━━━ DATASET EXCERPTS ━━━

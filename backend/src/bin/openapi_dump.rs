//! Print the OpenAPI document as JSON.

use std::process::ExitCode;

use tidewatch::doc::ApiDoc;
use utoipa::OpenApi;

fn main() -> ExitCode {
    match ApiDoc::openapi().to_pretty_json() {
        Ok(json) => {
            println!("{json}");
            ExitCode::SUCCESS
        }
        Err(error) => {
            eprintln!("failed to serialise OpenAPI document: {error}");
            ExitCode::FAILURE
        }
    }
}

━━━

TRY IT: Work out how many lines in the records include "ExitCode". Only the number should be given.

REPLY TO THE TASK: 4